Die Regierung überwacht regelmäßig Obst und Gemüse für Pestizidrückstände. Aber, anstatt, einzelne Felder des Erzeugnisses zu prüfen, prüft die Regierung gemischte Stapel, wenn die offiziellen Abbildungen nur über den Durchschnitt berichten, auf den Stapel (z.B. 10 Äpfel). Forschung in den neunziger Jahren zeigte, dass einiges Obst und Gemüse viel höhere Niveaus von Schädlingsbekämpfungsmitteln als andere enthalten, mit möglicherweise keinen Rückständen im Einteiler der Frucht und in einem sehr hochrangigen von Rückständen in anderen.
Freunde der Forschung der Erde verwendeten die Formung, zum der Wahrscheinlichkeit der Kinder zu prüfen, die ein Stück Frucht hohe Pestizidrückstände enthalten essen. Die Ergebnisse zeigten, dass, basiert auf den Rückstanddaten der Regierung für 2000 bis 2002, Kleinkinder Rückständen auf Niveaus über international vereinbarten Sicherheitsgrenzen ausgesetzt werden können. Die Baumuster verwendeten wirklichen Kinetik des Fruchtverbrauchs, genommen von der nationalen Diätübersicht der Regierung und so die Ergebnisse sind für Kinder relevant, die normale Mengen Frucht essen -, die höchst wurde es ist, angenommen, dass jedes mögliches Kind war ein einzelner Apfel oder eine Birne essen würde.
Obgleich die Regierung weiß, dass hohe Stufen in der einzelnen Frucht auftreten, fährt sie fort, der Öffentlichkeit mitzuteilen, dass es keine Gesundheitsinteressen gibt, solange legale Grenzen getroffen werden.
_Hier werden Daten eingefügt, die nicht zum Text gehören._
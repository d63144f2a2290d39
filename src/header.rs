// header.rs is used only by the binary (BAM I/O path).
#![allow(dead_code)]
use rust_htslib::bam::{self, header::HeaderRecord};

/// Clone the input header and append the program-group line documenting this
/// invocation.
pub fn build_output_header(input: &bam::HeaderView, cmd: &str) -> bam::Header {
    let mut header = bam::Header::from_template(input);
    let mut pg = HeaderRecord::new(b"PG");
    pg.push_tag(b"ID", "DNMTOOLS");
    pg.push_tag(b"VN", env!("CARGO_PKG_VERSION"));
    pg.push_tag(b"CL", cmd);
    header.push_record(&pg);
    header
}

/// Case-insensitive scan for the mapper name in the raw input header text.
/// Purely advisory; mappers differ in whether they record themselves in @PG.
pub fn mentions_format(input: &bam::HeaderView, format_name: &str) -> bool {
    let text = bam::Header::from_template(input)
        .to_bytes()
        .to_ascii_lowercase();
    let needle = format_name.as_bytes().to_ascii_lowercase();
    !needle.is_empty()
        && text
            .windows(needle.len())
            .any(|window| window == needle)
}
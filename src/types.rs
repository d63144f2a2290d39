// Fast hash maps using AHash instead of the default SipHash.
// Import with `use crate::types::HashMap`, plus `HashMapExt` for `::new()`.
pub(crate) type HashMap<K, V> = ahash::HashMap<K, V>;
pub(crate) use ahash::HashMapExt;
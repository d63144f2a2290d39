use bsformat_rs::cigar::{self, CMATCH, CREF_SKIP};
use bsformat_rs::merge::{NOT_MATES, merge_mates};
use rust_htslib::bam::Record;
use rust_htslib::bam::record::{Aux, Cigar, CigarString};

const FLAG_PAIRED: u16 = 0x1;
const FLAG_REVERSE: u16 = 0x10;
const FLAG_READ1: u16 = 0x40;
const FLAG_READ2: u16 = 0x80;

fn build_end(
    name: &[u8],
    flag: u16,
    pos: i64,
    cig: CigarString,
    seq: &[u8],
    mpos: i64,
    nm: i32,
) -> Record {
    let mut rec = Record::new();
    let qual = vec![255u8; seq.len()];
    rec.set(name, Some(&cig), seq, &qual);
    rec.set_flags(flag);
    rec.set_tid(0);
    rec.set_pos(pos);
    rec.set_mapq(40);
    rec.set_mtid(0);
    rec.set_mpos(mpos);
    rec.push_aux(b"NM", Aux::I32(nm)).unwrap();
    rec.push_aux(b"CV", Aux::Char(b'T')).unwrap();
    rec
}

fn ops(rec: &Record) -> Vec<(u32, u32)> {
    rec.raw_cigar()
        .iter()
        .map(|&c| (cigar::op(c), cigar::oplen(c)))
        .collect()
}

fn aux_char(rec: &Record, tag: &[u8]) -> u8 {
    match rec.aux(tag).unwrap() {
        Aux::Char(c) => c,
        other => panic!("unexpected {tag:?} value: {other:?}"),
    }
}

fn aux_i32(rec: &Record, tag: &[u8]) -> i32 {
    match rec.aux(tag).unwrap() {
        Aux::I32(v) => v,
        other => panic!("unexpected {tag:?} value: {other:?}"),
    }
}

#[test]
fn gap_between_mates_bridged_with_skip() {
    let one = build_end(
        b"frag1",
        FLAG_PAIRED | FLAG_READ1,
        100,
        CigarString(vec![Cigar::Match(50)]),
        &b"A".repeat(50),
        200,
        1,
    );
    let two = build_end(
        b"frag1",
        FLAG_PAIRED | FLAG_READ2 | FLAG_REVERSE,
        200,
        CigarString(vec![Cigar::Match(50)]),
        &b"T".repeat(50),
        100,
        2,
    );

    let (merged, frag_len) = merge_mates(&one, &two).unwrap();
    let merged = merged.unwrap();

    assert_eq!(frag_len, 150);
    assert_eq!(
        ops(&merged),
        vec![(CMATCH, 50), (CREF_SKIP, 50), (CMATCH, 50)]
    );
    assert_eq!(merged.seq_len(), 100);
    assert_eq!(merged.insert_size(), 150);
    assert_eq!(merged.pos(), 100);
    assert_eq!(merged.qname(), b"frag1");
    assert_eq!(merged.flags(), FLAG_READ1);
    assert_eq!(merged.mtid(), -1);
    assert_eq!(merged.mpos(), -1);
    // the reverse mate is reverse-complemented as it is spliced in
    assert_eq!(merged.seq().as_bytes(), b"A".repeat(100));
    assert_eq!(aux_char(&merged, b"CV"), b'T');
    assert_eq!(aux_i32(&merged, b"NM"), 3);
}

#[test]
fn overlapping_mates_coalesce_at_the_junction() {
    let one = build_end(
        b"frag1",
        FLAG_PAIRED | FLAG_READ1,
        100,
        CigarString(vec![Cigar::Match(50)]),
        &b"A".repeat(50),
        130,
        1,
    );
    let two = build_end(
        b"frag1",
        FLAG_PAIRED | FLAG_READ2 | FLAG_REVERSE,
        130,
        CigarString(vec![Cigar::Match(50)]),
        &b"T".repeat(50),
        100,
        2,
    );

    let (merged, frag_len) = merge_mates(&one, &two).unwrap();
    let merged = merged.unwrap();

    assert_eq!(frag_len, 80);
    assert_eq!(ops(&merged), vec![(CMATCH, 80)]);
    assert_eq!(merged.seq_len(), 80);
    assert_eq!(merged.insert_size(), 80);
    assert_eq!(merged.pos(), 100);
    assert_eq!(merged.seq().as_bytes(), b"A".repeat(80));
    assert_eq!(aux_i32(&merged, b"NM"), 3);
    // query-consuming cigar lengths account for the whole sequence
    assert_eq!(cigar::qlen(merged.raw_cigar()), merged.seq_len());
}

#[test]
fn stacked_starts_keep_the_longer_end() {
    let one = build_end(
        b"frag1",
        FLAG_PAIRED | FLAG_READ1,
        100,
        CigarString(vec![Cigar::Match(60)]),
        &b"C".repeat(60),
        100,
        1,
    );
    let two = build_end(
        b"frag1",
        FLAG_PAIRED | FLAG_READ2 | FLAG_REVERSE,
        100,
        CigarString(vec![Cigar::Match(50)]),
        &b"G".repeat(50),
        100,
        2,
    );

    let (merged, frag_len) = merge_mates(&one, &two).unwrap();
    let merged = merged.unwrap();

    assert_eq!(frag_len, 50);
    assert_eq!(ops(&merged), vec![(CMATCH, 60)]);
    assert_eq!(merged.insert_size(), 60);
    assert_eq!(merged.qname(), b"frag1");
    assert_eq!(merged.flags(), FLAG_READ1);
    assert_eq!(merged.mtid(), -1);
    assert_eq!(merged.mpos(), -1);
    assert_eq!(merged.seq().as_bytes(), b"C".repeat(60));
}

#[test]
fn stacked_starts_keep_the_winning_record_wholesale() {
    // distinct post-suffix names, as real mates carry; when two consumes
    // more reference it is copied as-is, its own qname included
    let one = build_end(
        b"frag0001/1",
        FLAG_PAIRED | FLAG_READ1,
        100,
        CigarString(vec![Cigar::Match(50)]),
        &b"A".repeat(50),
        100,
        1,
    );
    let two = build_end(
        b"frag0001/2",
        FLAG_PAIRED | FLAG_READ2 | FLAG_REVERSE,
        100,
        CigarString(vec![Cigar::Match(70)]),
        &b"G".repeat(70),
        100,
        2,
    );

    let (merged, frag_len) = merge_mates(&one, &two).unwrap();
    let merged = merged.unwrap();

    assert_eq!(frag_len, 70);
    assert_eq!(ops(&merged), vec![(CMATCH, 70)]);
    assert_eq!(merged.insert_size(), 70);
    assert_eq!(merged.qname(), b"frag0001/2");
    assert_eq!(merged.flags(), FLAG_READ2 | FLAG_REVERSE);
    assert_eq!(merged.mtid(), -1);
    assert_eq!(merged.mpos(), -1);
    assert_eq!(merged.seq().as_bytes(), b"G".repeat(70));
    assert_eq!(aux_i32(&merged, b"NM"), 2);
}

#[test]
fn dovetailed_mates_truncate_to_the_shared_interval() {
    let one = build_end(
        b"frag1",
        FLAG_PAIRED | FLAG_READ1,
        150,
        CigarString(vec![Cigar::Match(50)]),
        &b"A".repeat(50),
        100,
        1,
    );
    let two = build_end(
        b"frag1",
        FLAG_PAIRED | FLAG_READ2 | FLAG_REVERSE,
        100,
        CigarString(vec![Cigar::Match(80)]),
        &b"T".repeat(80),
        150,
        2,
    );

    let (merged, frag_len) = merge_mates(&one, &two).unwrap();
    let merged = merged.unwrap();

    assert_eq!(frag_len, 30);
    assert_eq!(ops(&merged), vec![(CMATCH, 30)]);
    assert_eq!(merged.seq_len(), 30);
    assert_eq!(merged.insert_size(), 30);
    assert_eq!(merged.pos(), 150);
    assert_eq!(merged.seq().as_bytes(), b"A".repeat(30));
    // NM comes from the retained end alone
    assert_eq!(aux_i32(&merged, b"NM"), 1);
}

#[test]
fn degenerate_dovetail_produces_no_record() {
    let one = build_end(
        b"frag1",
        FLAG_PAIRED | FLAG_READ1,
        150,
        CigarString(vec![Cigar::Match(50)]),
        &b"A".repeat(50),
        100,
        1,
    );
    let two = build_end(
        b"frag1",
        FLAG_PAIRED | FLAG_READ2 | FLAG_REVERSE,
        100,
        CigarString(vec![Cigar::Match(30)]),
        &b"T".repeat(30),
        150,
        2,
    );

    let (merged, frag_len) = merge_mates(&one, &two).unwrap();
    assert!(merged.is_none());
    assert_eq!(frag_len, -20);
}

#[test]
fn same_strand_records_are_not_mates() {
    let one = build_end(
        b"frag1",
        FLAG_PAIRED | FLAG_READ1,
        100,
        CigarString(vec![Cigar::Match(50)]),
        &b"A".repeat(50),
        200,
        1,
    );
    let two = build_end(
        b"frag1",
        FLAG_PAIRED | FLAG_READ2,
        200,
        CigarString(vec![Cigar::Match(50)]),
        &b"T".repeat(50),
        100,
        2,
    );

    let (merged, frag_len) = merge_mates(&one, &two).unwrap();
    assert!(merged.is_none());
    assert_eq!(frag_len, NOT_MATES);
}

#[test]
fn merge_with_indels_keeps_query_accounting() {
    // one: 20M2I20M spans 40 ref bases with 42 query bases
    let one = build_end(
        b"frag1",
        FLAG_PAIRED | FLAG_READ1,
        100,
        CigarString(vec![Cigar::Match(20), Cigar::Ins(2), Cigar::Match(20)]),
        &b"A".repeat(42),
        130,
        1,
    );
    let two = build_end(
        b"frag1",
        FLAG_PAIRED | FLAG_READ2 | FLAG_REVERSE,
        130,
        CigarString(vec![Cigar::Match(50)]),
        &b"T".repeat(50),
        100,
        2,
    );

    let (merged, frag_len) = merge_mates(&one, &two).unwrap();
    let merged = merged.unwrap();

    // one contributes 30 ref bases before two starts: 20M 2I 10M
    assert_eq!(frag_len, 80);
    assert_eq!(
        ops(&merged),
        vec![(CMATCH, 20), (bsformat_rs::cigar::CINS, 2), (CMATCH, 60)]
    );
    assert_eq!(merged.seq_len(), 82);
    assert_eq!(cigar::qlen(merged.raw_cigar()), merged.seq_len());
    assert_eq!(merged.insert_size(), 80);
}
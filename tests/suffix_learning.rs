use bsformat_rs::errors::FormatError;
use bsformat_rs::suffix::{check_suff_len, guess_suff_len, mates_are_adjacent};

fn names(raw: &[&str]) -> Vec<Vec<u8>> {
    raw.iter().map(|s| s.as_bytes().to_vec()).collect()
}

#[test]
fn guess_finds_single_character_suffix() {
    let sample = names(&[
        "frag0001/1",
        "frag0001/2",
        "frag0002/1",
        "frag0002/2",
        "frag0003/1",
        "frag0003/2",
    ]);
    assert_eq!(guess_suff_len(&sample).unwrap(), 1);
}

#[test]
fn guess_finds_longer_suffix() {
    // mates differ in the last two characters
    let sample = names(&["frag0001.aa", "frag0001.bb", "frag0002.aa", "frag0002.bb"]);
    assert_eq!(guess_suff_len(&sample).unwrap(), 2);
}

#[test]
fn guess_rejects_promiscuous_suffix() {
    // three reads would mutually appear as mates at any suffix length that
    // makes names collide
    let sample = names(&["frag0001/1", "frag0001/2", "frag0001/3", "frag0002/1"]);
    let err = guess_suff_len(&sample).unwrap_err();
    assert!(matches!(err, FormatError::NoValidSuffix));
}

#[test]
fn verify_accepts_correct_length() {
    let sample = names(&["frag0001/1", "frag0001/2", "frag0002/1", "frag0002/2"]);
    check_suff_len(&sample, 1).unwrap();
    check_suff_len(&sample, 2).unwrap();
}

#[test]
fn verify_rejects_length_reaching_name_start() {
    let sample = names(&["ab/1", "ab/2"]);
    let err = check_suff_len(&sample, 4).unwrap_err();
    assert!(matches!(
        err,
        FormatError::SuffixTooLong {
            suff_len: 4,
            min_name_len: 4
        }
    ));
}

#[test]
fn verify_rejects_length_collapsing_triples() {
    let sample = names(&["frag0001/1", "frag0001/2", "frag0001/3"]);
    let err = check_suff_len(&sample, 1).unwrap_err();
    assert!(matches!(err, FormatError::NoValidSuffix));
}

#[test]
fn adjacent_mates_pass_the_grouping_check() {
    let sample = names(&[
        "frag0001/1",
        "frag0001/2",
        "frag0002/1",
        "frag0003/1",
        "frag0003/2",
    ]);
    assert!(mates_are_adjacent(&sample, 1));
}

#[test]
fn separated_mates_fail_the_grouping_check() {
    let sample = names(&["frag0001/1", "frag0002/1", "frag0001/2"]);
    assert!(!mates_are_adjacent(&sample, 1));
}
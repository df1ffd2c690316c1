use crate::allowed_headers::AllowedHeaders;
use crate::allowed_methods::AllowedMethods;
use crate::exposed_headers::ExposedHeaders;
use crate::origin::Origin;
use crate::util::{is_header_value, is_http_token};
use thiserror::Error;

/// Shape in which the host pipeline invokes the middleware.
#[derive(Clone, Copy, Debug, Default, PartialEq, Eq)]
pub enum CallingConvention {
    /// Request, response and continuation passed as separate arguments.
    #[default]
    SplitArguments,
    /// A single context bundling request and response.
    Context,
}

impl CallingConvention {
    /// Maps the `expressify` flag: `true` selects separate arguments.
    pub fn from_expressify(expressify: bool) -> Self {
        if expressify {
            Self::SplitArguments
        } else {
            Self::Context
        }
    }
}

#[derive(Clone, Debug, PartialEq, Eq)]
pub struct CorsOptions {
    pub origin: Origin,
    pub methods: AllowedMethods,
    pub allowed_headers: AllowedHeaders,
    pub exposed_headers: ExposedHeaders,
    pub credentials: bool,
    /// Preflight cache lifetime in seconds; `0` leaves the header unset.
    pub max_age: u64,
    pub calling_convention: CallingConvention,
}

impl Default for CorsOptions {
    fn default() -> Self {
        Self {
            origin: Origin::default(),
            methods: AllowedMethods::default(),
            allowed_headers: AllowedHeaders::default(),
            exposed_headers: ExposedHeaders::default(),
            credentials: false,
            max_age: 0,
            calling_convention: CallingConvention::default(),
        }
    }
}

#[derive(Debug, Error, Clone, PartialEq, Eq)]
pub enum ValidationError {
    #[error("maxAge must be a non-negative number of seconds, got {0}")]
    NegativeMaxAge(i64),
    #[error("origin {0:?} is not a usable Access-Control-Allow-Origin value")]
    InvalidOrigin(String),
    #[error("method {0:?} is not a valid HTTP method token")]
    InvalidMethod(String),
    #[error("header name {0:?} is not a valid HTTP header token")]
    InvalidHeaderName(String),
}

impl CorsOptions {
    pub fn validate(&self) -> Result<(), ValidationError> {
        if let Origin::Exact(value) = &self.origin
            && (value.trim().is_empty() || !is_header_value(value))
        {
            return Err(ValidationError::InvalidOrigin(value.clone()));
        }

        if let Some(method) = self.methods.methods().find(|method| !is_http_token(method)) {
            return Err(ValidationError::InvalidMethod(method.to_string()));
        }

        if let Some(name) = self
            .allowed_headers
            .names()
            .chain(self.exposed_headers.names())
            .find(|name| !is_http_token(name))
        {
            return Err(ValidationError::InvalidHeaderName(name.to_string()));
        }

        Ok(())
    }
}

#[cfg(test)]
#[path = "options_test.rs"]
mod options_test;
/// Source of the `Access-Control-Allow-Origin` value.
#[derive(Debug, Clone, Default, PartialEq, Eq)]
pub enum Origin {
    /// Echo the request's `Origin` header verbatim.
    #[default]
    Mirror,
    /// Emit the configured value for every cross-origin request.
    Exact(String),
}

impl Origin {
    pub fn mirror() -> Self {
        Self::Mirror
    }

    pub fn exact<S: Into<String>>(value: S) -> Self {
        Self::Exact(value.into())
    }

    /// `Access-Control-Allow-Origin: *`.
    pub fn any() -> Self {
        Self::Exact("*".to_string())
    }

    pub fn resolve<'a>(&'a self, request_origin: &'a str) -> &'a str {
        match self {
            Origin::Mirror => request_origin,
            Origin::Exact(value) => value,
        }
    }
}

impl From<&str> for Origin {
    fn from(value: &str) -> Self {
        Origin::Exact(value.to_owned())
    }
}

impl From<String> for Origin {
    fn from(value: String) -> Self {
        Origin::Exact(value)
    }
}

impl<T: Into<Origin>> From<Option<T>> for Origin {
    fn from(value: Option<T>) -> Self {
        value.map(Into::into).unwrap_or_default()
    }
}

#[cfg(test)]
#[path = "origin_test.rs"]
mod origin_test;
use crate::headers::Headers;

/// Headers and status for a preflight that ends the exchange.
#[derive(Debug, Clone, PartialEq, Eq)]
pub struct PreflightResult {
    pub headers: Headers,
    pub status: u16,
}

/// Headers to attach before handing a cross-origin request downstream.
#[derive(Debug, Clone, PartialEq, Eq)]
pub struct SimpleResult {
    pub headers: Headers,
}

/// Overall decision returned by the policy engine.
#[derive(Debug, Clone, PartialEq, Eq)]
pub enum CorsDecision {
    Preflight(PreflightResult),
    Simple(SimpleResult),
    /// No `Origin` on the request; pass it through untouched.
    NotApplicable,
}

impl CorsDecision {
    pub fn headers(&self) -> Option<&Headers> {
        match self {
            CorsDecision::Preflight(result) => Some(&result.headers),
            CorsDecision::Simple(result) => Some(&result.headers),
            CorsDecision::NotApplicable => None,
        }
    }

    /// Whether the exchange ends here instead of continuing downstream.
    pub fn terminates(&self) -> bool {
        matches!(self, CorsDecision::Preflight(_))
    }
}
Freunde des Älteren Forschers der Erde Nahrungsmittelund des- der Autoren des Berichts, Emily Diamand, sagten:
„Muttergesellschaft werden entsetzt, um zu entdecken, dass das Schädlingsbekämpfungsmittelsicherheits-Grenzset, zum von Kleinkindern zu schützen gerade von einem Kind überschritten werden kann, das einen Apfel oder Birne isst. Das Problem der hohen Rückstände, die in den einzelnen Früchten oder im Gemüse auftreten, ist zur Regierung weithin bekannt, aber sie fahren fort, milde Versicherungen herauszugeben, dass es kein Gesundheitsrisiko gibt. Dieses Problem darf nicht irgendwie länger ignoriert werden. Die Regierung muss schnell wirken, um zu überprüfen, ob legale Grenzen für diese Schädlingsbekämpfungsmittel Verbrauchersicherheit schützen und mehr tun, um Landwirten zu helfen, ihren Schädlingsbekämpfungsmittelgebrauch zu verringern“
Die Schädlingsbekämpfungsmittel, die studiert werden, sind das carbendazim (verboten in Belgien von diesem Monat), Dithiocarbamate und phosmet, denen alle akute Effekte haben (IE können sie einen Effekt von einer kurzfristigen Berührung haben). Phosmet wird nicht für BRITISCHEN Gebrauch auftritt so nur auf importierter Frucht genehmigt.